Output range, inclusive: from the line containing "filename crates/cardsearch-cli/src/logging.rs" to the line containing "let level = match". Restate those lines from the data below word for word and only those.

(Data extracted from a collection)
==============================

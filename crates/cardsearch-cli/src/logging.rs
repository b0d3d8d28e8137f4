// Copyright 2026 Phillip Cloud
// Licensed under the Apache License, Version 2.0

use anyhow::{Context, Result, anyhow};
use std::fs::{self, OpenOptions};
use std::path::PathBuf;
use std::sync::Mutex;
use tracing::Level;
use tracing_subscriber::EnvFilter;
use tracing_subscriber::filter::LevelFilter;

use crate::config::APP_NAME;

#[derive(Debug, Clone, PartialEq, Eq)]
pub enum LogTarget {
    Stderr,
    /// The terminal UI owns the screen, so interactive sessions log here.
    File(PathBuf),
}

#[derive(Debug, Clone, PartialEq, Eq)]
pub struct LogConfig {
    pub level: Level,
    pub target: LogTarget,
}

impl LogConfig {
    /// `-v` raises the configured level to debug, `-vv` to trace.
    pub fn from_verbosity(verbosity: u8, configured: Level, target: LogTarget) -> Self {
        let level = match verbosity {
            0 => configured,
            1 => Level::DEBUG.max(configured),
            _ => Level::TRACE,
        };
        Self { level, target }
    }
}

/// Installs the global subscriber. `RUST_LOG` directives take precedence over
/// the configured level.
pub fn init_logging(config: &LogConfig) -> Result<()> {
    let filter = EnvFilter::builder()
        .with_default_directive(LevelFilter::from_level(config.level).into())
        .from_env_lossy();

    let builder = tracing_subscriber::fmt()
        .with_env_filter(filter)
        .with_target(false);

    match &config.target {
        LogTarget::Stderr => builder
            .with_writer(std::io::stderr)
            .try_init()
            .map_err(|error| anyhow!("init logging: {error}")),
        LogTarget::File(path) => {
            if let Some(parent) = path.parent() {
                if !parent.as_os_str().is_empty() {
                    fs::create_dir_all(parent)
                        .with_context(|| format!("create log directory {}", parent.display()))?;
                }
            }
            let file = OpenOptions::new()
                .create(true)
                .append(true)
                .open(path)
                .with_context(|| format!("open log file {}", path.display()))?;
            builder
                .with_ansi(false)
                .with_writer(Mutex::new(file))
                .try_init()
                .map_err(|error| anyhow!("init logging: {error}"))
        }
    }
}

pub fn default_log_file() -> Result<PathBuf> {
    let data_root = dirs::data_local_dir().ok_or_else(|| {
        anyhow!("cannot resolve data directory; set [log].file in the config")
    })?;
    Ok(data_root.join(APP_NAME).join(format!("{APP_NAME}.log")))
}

==============================

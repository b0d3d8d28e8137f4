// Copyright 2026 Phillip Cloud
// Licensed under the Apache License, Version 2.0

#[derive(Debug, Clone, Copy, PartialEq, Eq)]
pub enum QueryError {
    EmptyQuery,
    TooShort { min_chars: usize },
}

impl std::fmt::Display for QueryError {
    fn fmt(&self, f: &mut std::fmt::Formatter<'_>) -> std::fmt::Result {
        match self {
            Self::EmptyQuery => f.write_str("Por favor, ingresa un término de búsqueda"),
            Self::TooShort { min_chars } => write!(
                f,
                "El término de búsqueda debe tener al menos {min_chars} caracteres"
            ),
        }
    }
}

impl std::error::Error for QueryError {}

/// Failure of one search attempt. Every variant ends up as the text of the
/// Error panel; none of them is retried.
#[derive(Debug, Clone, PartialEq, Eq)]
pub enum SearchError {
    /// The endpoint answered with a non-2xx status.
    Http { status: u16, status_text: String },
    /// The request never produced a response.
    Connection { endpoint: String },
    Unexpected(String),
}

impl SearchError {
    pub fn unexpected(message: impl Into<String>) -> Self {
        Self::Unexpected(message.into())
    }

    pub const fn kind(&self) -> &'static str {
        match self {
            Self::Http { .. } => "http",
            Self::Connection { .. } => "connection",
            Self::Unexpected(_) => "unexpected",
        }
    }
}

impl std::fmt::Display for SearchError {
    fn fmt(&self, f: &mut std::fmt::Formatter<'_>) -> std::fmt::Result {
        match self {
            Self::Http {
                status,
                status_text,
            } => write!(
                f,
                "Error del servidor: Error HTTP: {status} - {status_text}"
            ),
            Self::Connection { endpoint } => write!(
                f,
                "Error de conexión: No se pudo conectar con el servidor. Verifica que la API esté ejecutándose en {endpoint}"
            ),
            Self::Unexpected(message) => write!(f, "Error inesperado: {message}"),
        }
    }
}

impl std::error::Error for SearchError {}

==============================

__REPLY__
filename crates/cardsearch-cli/src/logging.rs
repository b0d3d8d28e8137f4
// Copyright 2026 Phillip Cloud
// Licensed under the Apache License, Version 2.0

use anyhow::{Context, Result, anyhow};
use std::fs::{self, OpenOptions};
use std::path::PathBuf;
use std::sync::Mutex;
use tracing::Level;
use tracing_subscriber::EnvFilter;
use tracing_subscriber::filter::LevelFilter;

use crate::config::APP_NAME;

#[derive(Debug, Clone, PartialEq, Eq)]
pub enum LogTarget {
    Stderr,
    /// The terminal UI owns the screen, so interactive sessions log here.
    File(PathBuf),
}

#[derive(Debug, Clone, PartialEq, Eq)]
pub struct LogConfig {
    pub level: Level,
    pub target: LogTarget,
}

impl LogConfig {
    /// `-v` raises the configured level to debug, `-vv` to trace.
    pub fn from_verbosity(verbosity: u8, configured: Level, target: LogTarget) -> Self {
        let level = match verbosity {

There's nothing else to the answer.